Deux pépites nées en 2000 et prêtes à polir

Les parents d’Alphonso Davies sont Libériens, mais ce dernier est né dans un camp de réfugiés au Ghana en 2000. 5 ans plus tard, les Davies arrivent au Canada et le 16 juillet 2016, l’adolescent devient le troisième plus jeune joueur à jouer un match de Major League Soccer avec son équipe de Vancouver. Tout s’accélère ensuite, Davies devient le plus jeune joueur de l’histoire du Canada et le transfert le plus cher de l’histoire de la MLS en signant en janvier 2019 au Bayern Munich pour 22M$. L’entraîneur bavarois Hans-Dieter Flick a promis, malgré son jeune âge, Davies n’a pas été acheté pour jouer avec la réserve. Après un premier but contre Mayence en mars, Davies n’a que des miettes de temps de jeu. Mais ce talent allait forcément se polir aux côtés des cadors de l’écurie munichoise.
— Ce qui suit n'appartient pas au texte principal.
use std::sync::Arc;

use axum::{
    extract::{Extension, Path},
    http::StatusCode,
    response::IntoResponse,
    routing::{get, post},
    Json, Router,
};
use chrono::Utc;

use forgeerp_auth::Permission;
use forgeerp_core::AggregateId;
use forgeerp_products::ProductId;
use forgeerp_sales::{
    AddLine as AddSalesLine, ConfirmOrder, CreateSalesOrder, MarkInvoiced, SalesOrder, SalesOrderCommand,
    SalesOrderId,
};

use crate::app::{dto, errors};
use crate::app::routes::common::CmdAuth;
use crate::app::services::AppServices;

pub fn router() -> Router {
    Router::new().nest("/orders", orders_router())
}

fn orders_router() -> Router {
    Router::new()
        .route("/", post(create_sales_order).get(list_sales_orders))
        .route("/:id", get(get_sales_order))
        .route("/:id/lines", post(add_sales_order_line))
        .route("/:id/confirm", post(confirm_sales_order))
        .route("/:id/mark-invoiced", post(mark_sales_order_invoiced))
}

pub async fn create_sales_order(
    Extension(services): Extension<Arc<AppServices>>,
    Extension(tenant): Extension<crate::context::TenantContext>,
    Extension(principal): Extension<crate::context::PrincipalContext>,
) -> axum::response::Response {
    let agg = AggregateId::new();
    let order_id = SalesOrderId::new(agg);

    let cmd = SalesOrderCommand::CreateSalesOrder(CreateSalesOrder {
        tenant_id: tenant.tenant_id(),
        order_id,
        occurred_at: Utc::now(),
    });

    let cmd_auth = CmdAuth {
        inner: cmd,
        required: vec![Permission::new("sales.orders.create")],
    };
    if let Err(e) = crate::authz::authorize_command(&tenant, &principal, &cmd_auth) {
        return errors::json_error(StatusCode::FORBIDDEN, "forbidden", e.to_string());
    }

    let committed = match services.dispatch::<SalesOrder>(
        tenant.tenant_id(),
        agg,
        "sales.order",
        cmd_auth.inner,
        |_t, aggregate_id| SalesOrder::empty(SalesOrderId::new(aggregate_id)),
    ) {
        Ok(c) => c,
        Err(e) => return errors::dispatch_error_to_response(e),
    };

    (StatusCode::CREATED, Json(serde_json::json!({"id": agg.to_string(), "events_committed": committed.len()}))).into_response()
}

pub async fn add_sales_order_line(
    Extension(services): Extension<Arc<AppServices>>,
    Extension(tenant): Extension<crate::context::TenantContext>,
    Extension(principal): Extension<crate::context::PrincipalContext>,
    Path(id): Path<String>,
    Json(body): Json<dto::CreateSalesOrderLineRequest>,
) -> axum::response::Response {
    let agg: AggregateId = match id.parse() {
        Ok(v) => v,
        Err(_) => return errors::json_error(StatusCode::BAD_REQUEST, "invalid_id", "invalid order id"),
    };
    let order_id = SalesOrderId::new(agg);

    let product_agg: AggregateId = match body.product_id.parse() {
        Ok(v) => v,
        Err(_) => return errors::json_error(StatusCode::BAD_REQUEST, "invalid_id", "invalid product id"),
    };

    let cmd = SalesOrderCommand::AddLine(AddSalesLine {
        tenant_id: tenant.tenant_id(),
        order_id,
        product_id: ProductId::new(product_agg),
        quantity: body.quantity,
        unit_price: body.unit_price,
        occurred_at: Utc::now(),
    });

    let cmd_auth = CmdAuth {
        inner: cmd,
        required: vec![Permission::new("sales.orders.add_line")],
    };
    if let Err(e) = crate::authz::authorize_command(&tenant, &principal, &cmd_auth) {
        return errors::json_error(StatusCode::FORBIDDEN, "forbidden", e.to_string());
    }

    let committed = match services.dispatch::<SalesOrder>(
        tenant.tenant_id(),
        agg,
        "sales.order",
        cmd_auth.inner,
        |_t, aggregate_id| SalesOrder::empty(SalesOrderId::new(aggregate_id)),
    ) {
        Ok(c) => c,
        Err(e) => return errors::dispatch_error_to_response(e),
    };

    (StatusCode::OK, Json(serde_json::json!({"id": agg.to_string(), "events_committed": committed.len()}))).into_response()
}

pub async fn confirm_sales_order(
    Extension(services): Extension<Arc<AppServices>>,
    Extension(tenant): Extension<crate::context::TenantContext>,
    Extension(principal): Extension<crate::context::PrincipalContext>,
    Path(id): Path<String>,
) -> axum::response::Response {
    let agg: AggregateId = match id.parse() {
        Ok(v) => v,
        Err(_) => return errors::json_error(StatusCode::BAD_REQUEST, "invalid_id", "invalid order id"),
    };
    let order_id = SalesOrderId::new(agg);

    let cmd = SalesOrderCommand::ConfirmOrder(ConfirmOrder {
        tenant_id: tenant.tenant_id(),
        order_id,
        occurred_at: Utc::now(),
    });

    let cmd_auth = CmdAuth {
        inner: cmd,
        required: vec![Permission::new("sales.orders.confirm")],
    };
    if let Err(e) = crate::authz::authorize_command(&tenant, &principal, &cmd_auth) {
        return errors::json_error(StatusCode::FORBIDDEN, "forbidden", e.to_string());
    }

    let committed = match services.dispatch::<SalesOrder>(
        tenant.tenant_id(),
        agg,
        "sales.order",
        cmd_auth.inner,
        |_t, aggregate_id| SalesOrder::empty(SalesOrderId::new(aggregate_id)),
    ) {
        Ok(c) => c,
        Err(e) => return errors::dispatch_error_to_response(e),
    };

    (StatusCode::OK, Json(serde_json::json!({"id": agg.to_string(), "events_committed": committed.len()}))).into_response()
}

pub async fn mark_sales_order_invoiced(
    Extension(services): Extension<Arc<AppServices>>,
    Extension(tenant): Extension<crate::context::TenantContext>,
    Extension(principal): Extension<crate::context::PrincipalContext>,
    Path(id): Path<String>,
) -> axum::response::Response {
    let agg: AggregateId = match id.parse() {
        Ok(v) => v,
        Err(_) => return errors::json_error(StatusCode::BAD_REQUEST, "invalid_id", "invalid order id"),
    };
    let order_id = SalesOrderId::new(agg);

    let cmd = SalesOrderCommand::MarkInvoiced(MarkInvoiced {
        tenant_id: tenant.tenant_id(),
        order_id,
        occurred_at: Utc::now(),
    });

    let cmd_auth = CmdAuth {
        inner: cmd,
        required: vec![Permission::new("sales.orders.mark_invoiced")],
    };
    if let Err(e) = crate::authz::authorize_command(&tenant, &principal, &cmd_auth) {
        return errors::json_error(StatusCode::FORBIDDEN, "forbidden", e.to_string());
    }

    let committed = match services.dispatch::<SalesOrder>(
        tenant.tenant_id(),
        agg,
        "sales.order",
        cmd_auth.inner,
        |_t, aggregate_id| SalesOrder::empty(SalesOrderId::new(aggregate_id)),
    ) {
        Ok(c) => c,
        Err(e) => return errors::dispatch_error_to_response(e),
    };

    (StatusCode::OK, Json(serde_json::json!({"id": agg.to_string(), "events_committed": committed.len()}))).into_response()
}

pub async fn get_sales_order(
    Extension(services): Extension<Arc<AppServices>>,
    Extension(tenant): Extension<crate::context::TenantContext>,
    Path(id): Path<String>,
) -> axum::response::Response {
    let agg: AggregateId = match id.parse() {
        Ok(v) => v,
        Err(_) => return errors::json_error(StatusCode::BAD_REQUEST, "invalid_id", "invalid order id"),
    };
    let order_id = SalesOrderId::new(agg);
    match services.sales_get(tenant.tenant_id(), &order_id) {
        Some(rm) => (StatusCode::OK, Json(dto::sales_order_to_json(rm))).into_response(),
        None => errors::json_error(StatusCode::NOT_FOUND, "not_found", "sales order not found"),
    }
}

pub async fn list_sales_orders(
    Extension(services): Extension<Arc<AppServices>>,
    Extension(tenant): Extension<crate::context::TenantContext>,
) -> axum::response::Response {
    let items = services
        .sales_list(tenant.tenant_id())
        .into_iter()
        .map(dto::sales_order_to_json)
        .collect::<Vec<_>>();
    (StatusCode::OK, Json(serde_json::json!({ "items": items }))).into_response()
}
Et comme la vie est faite d’opportunités, les blessures de Niklas Süle et Lucas Hernandez lors du début de saison actuelle ont donné à Flick l’idée de le replacer arrière gauche. Davies prend de l’ampleur et une image va presque faire le tour du monde. Lors de la victoire 3-0 sur la pelouse de Chelsea dans le cadre du huitième de finale aller de la Ligue des Champions, après un une-deux avec Coutinho, il se défait de trois blues avant de partir à toute vitesse offrir sur un plateau le troisième but de la rencontre à Lewandowski. Alphonso Davies comptabilise cette saison 25 rencontres et 8 passes décisives. Et pour rappel, il n’a pas encore 20 ans.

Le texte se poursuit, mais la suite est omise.